## RECORDS SUPPLIED
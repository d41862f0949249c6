//! Subcommand execution
//!
//! Every command opens the cache from a [`CacheConfig`] and returns its
//! rendered output; printing is left to `main`.

mod inspect;
mod maintain;

use diskmemo::{CacheConfig, DiskCache};

/// Command output format
#[derive(Debug, Clone, Copy, PartialEq, Eq, clap::ValueEnum)]
pub enum OutputFormat {
    /// Human-readable text
    Text,
    /// Pretty-printed JSON
    Json,
}

/// A parsed subcommand
#[derive(Debug, Clone, PartialEq)]
pub enum Command {
    Stats,
    List,
    Clear,
    Sweep {
        older_than_secs: u64,
    },
    Evict {
        max_size_mb: Option<f64>,
        max_instances: Option<usize>,
    },
}

impl Command {
    /// Name used in log spans
    pub const fn name(&self) -> &'static str {
        match self {
            Self::Stats => "stats",
            Self::List => "list",
            Self::Clear => "clear",
            Self::Sweep { .. } => "sweep",
            Self::Evict { .. } => "evict",
        }
    }
}

/// Run `command` against the cache described by `config`.
pub fn execute(
    command: &Command,
    name: &str,
    config: &CacheConfig,
    format: OutputFormat,
) -> miette::Result<String> {
    let span = tracing::info_span!("command", command = command.name());
    let _guard = span.enter();

    match command {
        Command::Stats => inspect::stats(&open(name, config)?, format),
        Command::List => inspect::list(&open(name, config)?, format),
        Command::Clear => maintain::clear(&open(name, config)?, format),
        Command::Sweep { older_than_secs } => {
            maintain::sweep(&open(name, config)?, *older_than_secs, format)
        }
        Command::Evict {
            max_size_mb,
            max_instances,
        } => {
            let mut config = config.clone();
            if let Some(mb) = max_size_mb {
                config = config.max_total_size_mb(*mb);
            }
            if let Some(count) = max_instances {
                config = config.max_instance_count(*count);
            }
            if config.max_total_size_bytes.is_none() && config.max_instance_count.is_none() {
                return Err(miette::miette!(
                    help = "pass --max-size-mb and/or --max-instances, or set them in the config file",
                    "No eviction limits configured"
                ));
            }
            maintain::evict(&open(name, &config)?, format)
        }
    }
}

fn open(name: &str, config: &CacheConfig) -> miette::Result<DiskCache> {
    let cache = DiskCache::open_named(name, config)?;
    tracing::debug!(root = %cache.root().path().display(), "Opened cache root");
    Ok(cache)
}

fn to_json<T: serde::Serialize>(value: &T) -> miette::Result<String> {
    serde_json::to_string_pretty(value)
        .map_err(|e| miette::miette!("Failed to render JSON output: {e}"))
}

#[cfg(test)]
mod tests {
    use super::*;
    use diskmemo::{BoxError, Computed, Descriptor};
    use serde::{Deserialize, Serialize};
    use std::time::Duration;
    use tempfile::TempDir;

    #[derive(Debug, PartialEq, Serialize, Deserialize)]
    struct Job {
        n: u32,
    }

    impl Descriptor for Job {}

    /// Root with `count` committed instances of 1 KiB each.
    pub(super) fn populated_root(count: u32) -> (TempDir, CacheConfig) {
        let tmp = TempDir::new().unwrap();
        let config = CacheConfig::new().root(tmp.path());
        let cache = DiskCache::open(&config).unwrap();
        for n in 0..count {
            cache
                .get_or_compute(&Job { n }, || {
                    Ok::<_, BoxError>(Computed::single(vec![0_u8; 1024]))
                })
                .unwrap();
            std::thread::sleep(Duration::from_millis(5));
        }
        (tmp, config)
    }

    #[test]
    fn test_stats_json() {
        let (_tmp, config) = populated_root(2);
        let out = execute(&Command::Stats, "default", &config, OutputFormat::Json).unwrap();
        let value: serde_json::Value = serde_json::from_str(&out).unwrap();
        assert_eq!(value["instance_count"], 2);
        assert!(value["total_size_bytes"].as_u64().unwrap() > 2048);
    }

    #[test]
    fn test_list_text_shows_every_instance() {
        let (_tmp, config) = populated_root(3);
        let out = execute(&Command::List, "default", &config, OutputFormat::Text).unwrap();
        assert_eq!(out.lines().filter(|l| l.contains("__cache")).count(), 3);
        assert!(out.contains("committed"));
    }

    #[test]
    fn test_evict_requires_a_limit() {
        let (_tmp, config) = populated_root(1);
        let command = Command::Evict {
            max_size_mb: None,
            max_instances: None,
        };
        assert!(execute(&command, "default", &config, OutputFormat::Text).is_err());
    }

    #[test]
    fn test_evict_down_to_limit() {
        let (_tmp, config) = populated_root(4);
        let command = Command::Evict {
            max_size_mb: None,
            max_instances: Some(1),
        };
        let out = execute(&command, "default", &config, OutputFormat::Json).unwrap();
        let value: serde_json::Value = serde_json::from_str(&out).unwrap();
        assert_eq!(value["evicted"].as_array().unwrap().len(), 3);
        assert_eq!(value["stats"]["instance_count"], 1);
        assert_eq!(value["shortfall"], false);
    }

    #[test]
    fn test_clear_then_stats() {
        let (_tmp, config) = populated_root(2);
        let out = execute(&Command::Clear, "default", &config, OutputFormat::Text).unwrap();
        assert_eq!(out, "Removed 2 cache instances");
        let out = execute(&Command::Stats, "default", &config, OutputFormat::Text).unwrap();
        assert!(out.starts_with("Instances: 0"));
    }
}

## ASSIGNED TASK
The answer is the run of lines above from the line containing "use tempfile::TempDir;" through the line containing "pub(super) fn populated_root(count: u32)", copied exactly and alone.

## RESPONSE AREA
    use tempfile::TempDir;

    #[derive(Debug, PartialEq, Serialize, Deserialize)]
    struct Job {
        n: u32,
    }

    impl Descriptor for Job {}

    /// Root with `count` committed instances of 1 KiB each.
    pub(super) fn populated_root(count: u32) -> (TempDir, CacheConfig) {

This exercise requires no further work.